Toutes les histoires de Beigbie sont des histoires de rédemption. Comme Saint Augustin, Octave Parango (un quasi-homonyme...) eut une jeunesse agitée. Mais attention il ne s'agit nullement d'une suite de 99F (ni du livre, ni du film de Jan Kounen). Il n'y a absolument aucun lien entre les deux histoires. Il ne s'agit même pas vraiment d'une adaptation (comme c'est affirmé) du livre "Au Secours Pardon", où presque dès le début Octave se confessait à un pope russe, ce qui n'est pas le cas dans l'Idéal. Le livre a fait l'objet d'un gros travail de réécriture (avec l'aide des coscénaristes de 99F) pour une adaptation vraiment dans l'air du temps.
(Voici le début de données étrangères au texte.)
use libc::{c_char, c_int, c_long, c_uint, c_void, size_t, time_t};

use super::{
    CloseCallback, Engine, OpenCallback, RawArchive, RawEntry, ReadCallback, SeekCallback,
    WriteCallback,
};

#[cfg(not(windows))]
type LaMode = libc::mode_t;
#[cfg(windows)]
type LaMode = libc::c_ushort;

#[link(name = "archive")]
extern "C" {
    fn archive_read_new() -> *mut RawArchive;
    fn archive_read_support_filter_all(a: *mut RawArchive) -> c_int;
    fn archive_read_support_format_all(a: *mut RawArchive) -> c_int;
    fn archive_read_add_passphrase(a: *mut RawArchive, passphrase: *const c_char) -> c_int;
    fn archive_read_set_seek_callback(a: *mut RawArchive, seek: Option<SeekCallback>) -> c_int;
    fn archive_read_open(
        a: *mut RawArchive,
        client_data: *mut c_void,
        open: Option<OpenCallback>,
        read: Option<ReadCallback>,
        close: Option<CloseCallback>,
    ) -> c_int;
    fn archive_read_open_filename(
        a: *mut RawArchive,
        filename: *const c_char,
        block_size: size_t,
    ) -> c_int;
    fn archive_read_open_memory(a: *mut RawArchive, buf: *const c_void, size: size_t) -> c_int;
    fn archive_read_next_header(a: *mut RawArchive, entry: *mut *mut RawEntry) -> c_int;
    fn archive_read_data(a: *mut RawArchive, buf: *mut c_void, size: size_t) -> isize;
    fn archive_read_data_skip(a: *mut RawArchive) -> c_int;
    fn archive_read_free(a: *mut RawArchive) -> c_int;

    fn archive_write_new() -> *mut RawArchive;
    fn archive_write_set_format(a: *mut RawArchive, code: c_int) -> c_int;
    fn archive_write_add_filter(a: *mut RawArchive, code: c_int) -> c_int;
    fn archive_write_set_options(a: *mut RawArchive, options: *const c_char) -> c_int;
    fn archive_write_set_passphrase(a: *mut RawArchive, passphrase: *const c_char) -> c_int;
    fn archive_write_open(
        a: *mut RawArchive,
        client_data: *mut c_void,
        open: Option<OpenCallback>,
        write: Option<WriteCallback>,
        close: Option<CloseCallback>,
    ) -> c_int;
    fn archive_write_open_filename(a: *mut RawArchive, filename: *const c_char) -> c_int;
    fn archive_write_header(a: *mut RawArchive, entry: *mut RawEntry) -> c_int;
    fn archive_write_data(a: *mut RawArchive, buf: *const c_void, size: size_t) -> isize;
    fn archive_write_finish_entry(a: *mut RawArchive) -> c_int;
    fn archive_write_close(a: *mut RawArchive) -> c_int;
    fn archive_write_free(a: *mut RawArchive) -> c_int;

    fn archive_error_string(a: *mut RawArchive) -> *const c_char;
    fn archive_errno(a: *mut RawArchive) -> c_int;

    fn archive_entry_new2(a: *mut RawArchive) -> *mut RawEntry;
    fn archive_entry_free(entry: *mut RawEntry);
    fn archive_entry_pathname(entry: *mut RawEntry) -> *const c_char;
    fn archive_entry_pathname_utf8(entry: *mut RawEntry) -> *const c_char;
    fn archive_entry_set_pathname_utf8(entry: *mut RawEntry, name: *const c_char);
    fn archive_entry_symlink_utf8(entry: *mut RawEntry) -> *const c_char;
    fn archive_entry_set_symlink_utf8(entry: *mut RawEntry, target: *const c_char);
    fn archive_entry_filetype(entry: *mut RawEntry) -> LaMode;
    fn archive_entry_set_filetype(entry: *mut RawEntry, filetype: c_uint);
    fn archive_entry_perm(entry: *mut RawEntry) -> LaMode;
    fn archive_entry_set_perm(entry: *mut RawEntry, perm: LaMode);
    fn archive_entry_size(entry: *mut RawEntry) -> i64;
    fn archive_entry_set_size(entry: *mut RawEntry, size: i64);
    fn archive_entry_mtime(entry: *mut RawEntry) -> time_t;
    fn archive_entry_mtime_nsec(entry: *mut RawEntry) -> c_long;
    fn archive_entry_set_mtime(entry: *mut RawEntry, secs: time_t, nanos: c_long);

    fn archive_version_string() -> *const c_char;
    fn archive_zlib_version() -> *const c_char;
    fn archive_liblzma_version() -> *const c_char;
    fn archive_bzlib_version() -> *const c_char;
    fn archive_liblz4_version() -> *const c_char;
    fn archive_libzstd_version() -> *const c_char;
}

/// The system libarchive, linked as `-larchive`.
#[derive(Debug, Clone, Copy)]
pub enum Libarchive {}

unsafe impl Engine for Libarchive {
    unsafe fn read_new() -> *mut RawArchive {
        archive_read_new()
    }

    unsafe fn read_support_filter_all(a: *mut RawArchive) -> c_int {
        archive_read_support_filter_all(a)
    }

    unsafe fn read_support_format_all(a: *mut RawArchive) -> c_int {
        archive_read_support_format_all(a)
    }

    unsafe fn read_add_passphrase(a: *mut RawArchive, passphrase: *const c_char) -> c_int {
        archive_read_add_passphrase(a, passphrase)
    }

    unsafe fn read_set_seek_callback(a: *mut RawArchive, seek: Option<SeekCallback>) -> c_int {
        archive_read_set_seek_callback(a, seek)
    }

    unsafe fn read_open(
        a: *mut RawArchive,
        token: *mut c_void,
        open: Option<OpenCallback>,
        read: Option<ReadCallback>,
        close: Option<CloseCallback>,
    ) -> c_int {
        archive_read_open(a, token, open, read, close)
    }

    unsafe fn read_open_filename(
        a: *mut RawArchive,
        path: *const c_char,
        block_size: size_t,
    ) -> c_int {
        archive_read_open_filename(a, path, block_size)
    }

    unsafe fn read_open_memory(a: *mut RawArchive, buf: *const c_void, len: size_t) -> c_int {
        archive_read_open_memory(a, buf, len)
    }

    unsafe fn read_next_header(a: *mut RawArchive, entry: *mut *mut RawEntry) -> c_int {
        archive_read_next_header(a, entry)
    }

    unsafe fn read_data(a: *mut RawArchive, buf: *mut c_void, len: size_t) -> isize {
        archive_read_data(a, buf, len)
    }

    unsafe fn read_data_skip(a: *mut RawArchive) -> c_int {
        archive_read_data_skip(a)
    }

    unsafe fn read_free(a: *mut RawArchive) -> c_int {
        archive_read_free(a)
    }

    unsafe fn write_new() -> *mut RawArchive {
        archive_write_new()
    }

    unsafe fn write_set_format(a: *mut RawArchive, code: c_int) -> c_int {
        archive_write_set_format(a, code)
    }

    unsafe fn write_add_filter(a: *mut RawArchive, code: c_int) -> c_int {
        archive_write_add_filter(a, code)
    }

    unsafe fn write_set_options(a: *mut RawArchive, options: *const c_char) -> c_int {
        archive_write_set_options(a, options)
    }

    unsafe fn write_set_passphrase(a: *mut RawArchive, passphrase: *const c_char) -> c_int {
        archive_write_set_passphrase(a, passphrase)
    }

    unsafe fn write_open(
        a: *mut RawArchive,
        token: *mut c_void,
        open: Option<OpenCallback>,
        write: Option<WriteCallback>,
        close: Option<CloseCallback>,
    ) -> c_int {
        archive_write_open(a, token, open, write, close)
    }

    unsafe fn write_open_filename(a: *mut RawArchive, path: *const c_char) -> c_int {
        archive_write_open_filename(a, path)
    }

    unsafe fn write_header(a: *mut RawArchive, entry: *mut RawEntry) -> c_int {
        archive_write_header(a, entry)
    }

    unsafe fn write_data(a: *mut RawArchive, buf: *const c_void, len: size_t) -> isize {
        archive_write_data(a, buf, len)
    }

    unsafe fn write_finish_entry(a: *mut RawArchive) -> c_int {
        archive_write_finish_entry(a)
    }

    unsafe fn write_close(a: *mut RawArchive) -> c_int {
        archive_write_close(a)
    }

    unsafe fn write_free(a: *mut RawArchive) -> c_int {
        archive_write_free(a)
    }

    unsafe fn error_string(a: *mut RawArchive) -> *const c_char {
        archive_error_string(a)
    }

    unsafe fn errno(a: *mut RawArchive) -> c_int {
        archive_errno(a)
    }

    unsafe fn entry_new(a: *mut RawArchive) -> *mut RawEntry {
        archive_entry_new2(a)
    }

    unsafe fn entry_free(entry: *mut RawEntry) {
        archive_entry_free(entry)
    }

    unsafe fn entry_pathname(entry: *mut RawEntry) -> *const c_char {
        archive_entry_pathname_utf8(entry)
    }

    unsafe fn entry_pathname_raw(entry: *mut RawEntry) -> *const c_char {
        archive_entry_pathname(entry)
    }

    unsafe fn entry_set_pathname(entry: *mut RawEntry, name: *const c_char) {
        archive_entry_set_pathname_utf8(entry, name)
    }

    unsafe fn entry_symlink(entry: *mut RawEntry) -> *const c_char {
        archive_entry_symlink_utf8(entry)
    }

    unsafe fn entry_set_symlink(entry: *mut RawEntry, target: *const c_char) {
        archive_entry_set_symlink_utf8(entry, target)
    }

    unsafe fn entry_filetype(entry: *mut RawEntry) -> u32 {
        archive_entry_filetype(entry) as u32
    }

    unsafe fn entry_set_filetype(entry: *mut RawEntry, filetype: u32) {
        archive_entry_set_filetype(entry, filetype as c_uint)
    }

    unsafe fn entry_perm(entry: *mut RawEntry) -> u32 {
        archive_entry_perm(entry) as u32
    }

    unsafe fn entry_set_perm(entry: *mut RawEntry, perm: u32) {
        archive_entry_set_perm(entry, perm as LaMode)
    }

    unsafe fn entry_size(entry: *mut RawEntry) -> i64 {
        archive_entry_size(entry)
    }

    unsafe fn entry_set_size(entry: *mut RawEntry, size: i64) {
        archive_entry_set_size(entry, size)
    }

    unsafe fn entry_mtime(entry: *mut RawEntry) -> (i64, i64) {
        (
            archive_entry_mtime(entry) as i64,
            archive_entry_mtime_nsec(entry) as i64,
        )
    }

    unsafe fn entry_set_mtime(entry: *mut RawEntry, secs: i64, nanos: i64) {
        archive_entry_set_mtime(entry, secs as time_t, nanos as c_long)
    }

    unsafe fn version_string() -> *const c_char {
        archive_version_string()
    }

    unsafe fn zlib_version() -> *const c_char {
        archive_zlib_version()
    }

    unsafe fn liblzma_version() -> *const c_char {
        archive_liblzma_version()
    }

    unsafe fn bzlib_version() -> *const c_char {
        archive_bzlib_version()
    }

    unsafe fn liblz4_version() -> *const c_char {
        archive_liblz4_version()
    }

    unsafe fn libzstd_version() -> *const c_char {
        archive_libzstd_version()
    }
}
Depuis 99F on a vu beaucoup de critiques de la pub à l'écran, que ce soit le clip d'Evanescence pour Everybody's Fool https://www.youtube.com/watch?v=jhC1pI76Rqo ou des approches plus anciennes comme les parodies des Nuls ou du Saturday Night Live. Mais Beigbie a une plume et connaît bien son sujet, ayant fait carrière chez Young & Rubicam, une agence de pub américaine. Il a donc sa façon de déshabiller l'idéologie de la pub et nous montrer ce qu'elle cache : le fascisme derrière le libertarisme, la standardisation derrière l'authenticité, le vomi derrière les ventres plats, l'esclavage et la quasi-prostitution derrière les rêves des jeunes filles.
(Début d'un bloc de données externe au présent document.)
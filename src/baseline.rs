//! Baseline files for startup-metric regression detection.
//!
//! A baseline captures the shape of a collection session (which metric
//! keys a scenario produces, and how many values each accumulated) so later
//! runs can detect regressions such as a launch silently classifying as the
//! wrong transition or a fully-drawn report going missing.
//!
//! Launch times themselves vary run to run, so comparison checks key sets
//! and per-key value counts; only the counter keys are compared exactly.
//!
//! Set `UPDATE_BASELINES=1` to rewrite baselines instead of comparing, and
//! `BASELINE_DIR` to relocate them (default `tests/baselines`).

use std::{
    collections::BTreeMap,
    fs,
    path::{Path, PathBuf},
};

use similar::{ChangeTag, TextDiff};

use crate::{
    error::{DeviceTestError, Result},
    startup::{MetricsBag, COLD_STARTUP_TOTAL_COUNT_KEY},
};

/// Default directory for baseline files.
const DEFAULT_BASELINE_DIR: &str = "tests/baselines";

/// Header marker for the baseline file format.
const BASELINE_HEADER_START: &str = "--- METRIC BASELINE ---";

/// Marker preceding the metric entries.
const BASELINE_METRICS_START: &str = "--- METRICS ---";

/// Get the baseline directory from the environment or use the default.
pub fn baseline_dir() -> PathBuf {
    std::env::var("BASELINE_DIR")
        .map(PathBuf::from)
        .unwrap_or_else(|_| PathBuf::from(DEFAULT_BASELINE_DIR))
}

/// Check if baselines should be rewritten instead of compared.
pub fn should_update_baselines() -> bool {
    std::env::var("UPDATE_BASELINES").map(|v| v == "1").unwrap_or(false)
}

/// Metadata for a baseline file.
#[derive(Debug, Clone)]
pub struct BaselineMetadata {
    /// Name of the test that created this baseline.
    pub test_name: String,
    /// Timestamp when the baseline was created.
    pub timestamp: String,
}

impl BaselineMetadata {
    /// Create new metadata for a baseline.
    pub fn new(test_name: impl Into<String>) -> Self {
        let timestamp = chrono::Utc::now().format("%Y-%m-%dT%H:%M:%SZ").to_string();
        Self { test_name: test_name.into(), timestamp }
    }

    /// Serialize metadata to the baseline file header.
    pub fn to_header(&self) -> String {
        format!(
            "{}\ntest: {}\ntimestamp: {}\n",
            BASELINE_HEADER_START, self.test_name, self.timestamp
        )
    }

    /// Parse metadata from a baseline file header.
    pub fn from_header(header: &str) -> Option<Self> {
        let mut lines = header.lines();
        if !lines.next()?.contains(BASELINE_HEADER_START) {
            return None;
        }

        let mut test_name = String::new();
        let mut timestamp = String::new();
        for line in lines {
            if let Some(value) = line.strip_prefix("test: ") {
                test_name = value.to_string();
            } else if let Some(value) = line.strip_prefix("timestamp: ") {
                timestamp = value.to_string();
            }
        }

        Some(Self { test_name, timestamp })
    }
}

/// A saved metric baseline.
#[derive(Debug, Clone)]
pub struct BaselineFile {
    /// Metadata about the baseline.
    pub metadata: BaselineMetadata,
    /// The saved metric entries.
    pub entries: BTreeMap<String, String>,
}

impl BaselineFile {
    /// Create a baseline from a metric bag.
    pub fn from_metrics(test_name: impl Into<String>, metrics: &MetricsBag) -> Self {
        Self { metadata: BaselineMetadata::new(test_name), entries: metrics.snapshot() }
    }

    /// Serialize the baseline to its file format.
    pub fn render(&self) -> String {
        let mut out = self.metadata.to_header();
        out.push_str(BASELINE_METRICS_START);
        out.push('\n');
        for (key, value) in &self.entries {
            out.push_str(&format!("{}={}\n", key, value));
        }
        out
    }

    /// Parse a baseline from its file format.
    pub fn parse(content: &str) -> Result<Self> {
        let metrics_start = content.find(BASELINE_METRICS_START).ok_or_else(|| {
            DeviceTestError::Parse("Baseline file missing metrics marker".to_string())
        })?;

        let header = &content[..metrics_start];
        let body = &content[metrics_start + BASELINE_METRICS_START.len()..];

        let metadata = BaselineMetadata::from_header(header).ok_or_else(|| {
            DeviceTestError::Parse("Failed to parse baseline file header".to_string())
        })?;

        let mut entries = BTreeMap::new();
        for line in body.lines().filter(|l| !l.trim().is_empty()) {
            let (key, value) = line.split_once('=').ok_or_else(|| {
                DeviceTestError::Parse(format!("Malformed baseline entry: {:?}", line))
            })?;
            entries.insert(key.to_string(), value.to_string());
        }

        Ok(Self { metadata, entries })
    }

    /// Save the baseline under `dir`.
    pub fn save_in(&self, dir: &Path, name: &str) -> Result<PathBuf> {
        fs::create_dir_all(dir)?;
        let path = dir.join(format!("{}.baseline.txt", name));
        fs::write(&path, self.render())?;
        Ok(path)
    }

    /// Save the baseline in the default directory.
    pub fn save(&self, name: &str) -> Result<PathBuf> {
        self.save_in(&baseline_dir(), name)
    }

    /// Load a baseline from `dir`.
    pub fn load_from(dir: &Path, name: &str) -> Result<Self> {
        let path = dir.join(format!("{}.baseline.txt", name));
        let content = fs::read_to_string(&path).map_err(|e| {
            DeviceTestError::Io(std::io::Error::new(
                e.kind(),
                format!("Failed to read baseline '{}': {}", path.display(), e),
            ))
        })?;
        Self::parse(&content)
    }

    /// Load a baseline from the default directory.
    pub fn load(name: &str) -> Result<Self> {
        Self::load_from(&baseline_dir(), name)
    }

    /// Compare this baseline against a metric bag.
    ///
    /// Key sets must match, every key must hold the same number of values,
    /// and counter keys must match exactly. Launch-time values are allowed
    /// to differ.
    ///
    /// # Errors
    ///
    /// Returns a `Parse` error carrying a unified diff of the baseline
    /// shape against the current shape.
    pub fn compare(&self, metrics: &MetricsBag) -> Result<()> {
        let expected = shape_lines(&self.entries);
        let actual = shape_lines(&metrics.snapshot());

        if expected == actual {
            return Ok(());
        }

        Err(DeviceTestError::Parse(format!(
            "Baseline mismatch: {}\n{}",
            self.metadata.test_name,
            generate_diff(&expected, &actual)
        )))
    }
}

/// Renders the comparable shape of a metric map: `key value-count` lines,
/// with counter keys rendered verbatim.
fn shape_lines(entries: &BTreeMap<String, String>) -> String {
    let mut out = String::new();
    for (key, value) in entries {
        if is_counter_key(key) {
            out.push_str(&format!("{} = {}\n", key, value));
        } else {
            out.push_str(&format!("{} [{} values]\n", key, value.split(',').count()));
        }
    }
    out
}

fn is_counter_key(key: &str) -> bool {
    key == COLD_STARTUP_TOTAL_COUNT_KEY || key.starts_with("cold_startup_count_")
}

/// Generate a unified diff between expected and actual shape.
pub fn generate_diff(expected: &str, actual: &str) -> String {
    let diff = TextDiff::from_lines(expected, actual);

    let mut output = String::new();
    output.push_str("--- expected (baseline)\n");
    output.push_str("+++ actual\n");

    for change in diff.iter_all_changes() {
        let sign = match change.tag() {
            ChangeTag::Delete => "-",
            ChangeTag::Insert => "+",
            ChangeTag::Equal => " ",
        };
        output.push_str(sign);
        output.push(' ');
        output.push_str(change.value());
        if !change.value().ends_with('\n') {
            output.push('\n');
        }
    }

    output
}

/// Save the current metrics as a baseline in the default directory.
pub fn save_baseline(name: &str, metrics: &MetricsBag) -> Result<PathBuf> {
    BaselineFile::from_metrics(name, metrics).save(name)
}

/// Compare current metrics against a saved baseline.
///
/// Honors `UPDATE_BASELINES=1` by rewriting instead of comparing.
pub fn assert_matches_baseline(name: &str, metrics: &MetricsBag) -> Result<()> {
    if should_update_baselines() {
        let path = save_baseline(name, metrics)?;
        eprintln!("Updated baseline: {}", path.display());
        Ok(())
    } else {
        BaselineFile::load(name)?.compare(metrics)
    }
}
Le film s'ouvre sur une grave crise qui touche la multinationale L'Idéal : la publication sur les réseaux sociaux d'une sextape de l'égérie de la marque, habillée en Nazie et fouettant son partenaire. Le comité de crise se réunit dans la war room au siège du groupe. On pense alors à la scène centrale de 99F chez Danone, où Octave essaie désespérément de vendre un spot de pub original, stimulant voire élitiste, tandis qu'Alfred Duler, le PDG de Madone, lui rappelle que ce n'est pas avec de la philosophie qu'il va se débarrasser des 300 000 tonnes de yaourt qu'il doit écouler dans l'année. Ici Octave, l'Art Director dégingandé et nonchalant, est appelé en dernier recours pour la communication de crise de l'Idéal. Il affirme qu'il faut trouver une nouvelle égérie pour la marque, plus authentique, seule solution pour rattraper le déferlement sur les réseaux sociaux de blagues et autres mêmes sur l'Idéal = fascisme.
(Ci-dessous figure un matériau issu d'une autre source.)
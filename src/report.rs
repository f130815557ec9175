//! JSON export of metric snapshots (feature `json-report`).
//!
//! A [`MetricsReport`] pairs a metric snapshot with a collection timestamp
//! in a serialization-friendly shape, for shipping results off the test
//! machine to whatever consumes them.
//!
//! # Example
//!
//! ```rust
//! use appstart_testlib::{report::MetricsReport, MetricsBag};
//!
//! let mut bag = MetricsBag::new();
//! bag.append("cold_startup_com.example.app", 512);
//!
//! let report = MetricsReport::from_metrics("cold_launch_run", &bag);
//! let json = report.to_json().unwrap();
//! let restored = MetricsReport::from_json(&json).unwrap();
//! assert_eq!(restored.entries, report.entries);
//! ```

use std::collections::BTreeMap;

use serde::{Deserialize, Serialize};

use crate::error::{DeviceTestError, Result};
use crate::startup::MetricsBag;

/// A serializable snapshot of one collection session.
#[derive(Debug, Clone, Serialize, Deserialize)]
pub struct MetricsReport {
    /// Name of the run that produced the snapshot.
    pub run_name: String,
    /// When the snapshot was taken (UTC, RFC 3339).
    pub collected_at: String,
    /// The metric entries, comma-joined buffers keyed by metric name.
    pub entries: BTreeMap<String, String>,
}

impl MetricsReport {
    /// Builds a report from a metric bag, stamped with the current time.
    pub fn from_metrics(run_name: impl Into<String>, metrics: &MetricsBag) -> Self {
        Self {
            run_name: run_name.into(),
            collected_at: chrono::Utc::now().to_rfc3339(),
            entries: metrics.snapshot(),
        }
    }

    /// Serializes the report as pretty-printed JSON.
    pub fn to_json(&self) -> Result<String> {
        serde_json::to_string_pretty(self)
            .map_err(|e| DeviceTestError::Parse(format!("Failed to serialize report: {}", e)))
    }

    /// Parses a report from JSON.
    pub fn from_json(json: &str) -> Result<Self> {
        serde_json::from_str(json)
            .map_err(|e| DeviceTestError::Parse(format!("Failed to parse report: {}", e)))
    }
}

#[cfg(test)]
mod tests {
    use super::*;

    #[test]
    fn test_report_json_roundtrip() {
        let mut bag = MetricsBag::new();
        bag.append("cold_startup_com.example.app", 512);
        bag.set("cold_startup_total_count", 1);

        let report = MetricsReport::from_metrics("run", &bag);
        let json = report.to_json().unwrap();
        let restored = MetricsReport::from_json(&json).unwrap();

        assert_eq!(restored.run_name, "run");
        assert_eq!(restored.entries, report.entries);
    }

    #[test]
    fn test_report_rejects_malformed_json() {
        assert!(MetricsReport::from_json("{not json").is_err());
    }
}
Même si quelque-part L'Idéal c'est "99F" transposé dans le milieu de la mode, Beigbeder arrive à ne pas se répéter, d'autant que ce n'est pas lui qui dirigeait le premier film. Comme 99F, l'histoire est une histoire de rédemption, mais si la rédemption christique de 99F était tonitruante, avec claquage de porte et bains de sang (le sang des narines chez Madone et le meurtre gratuit à Miami), la rédemption d'Octave dans l'Idéal paraît plus mâture et apaisée.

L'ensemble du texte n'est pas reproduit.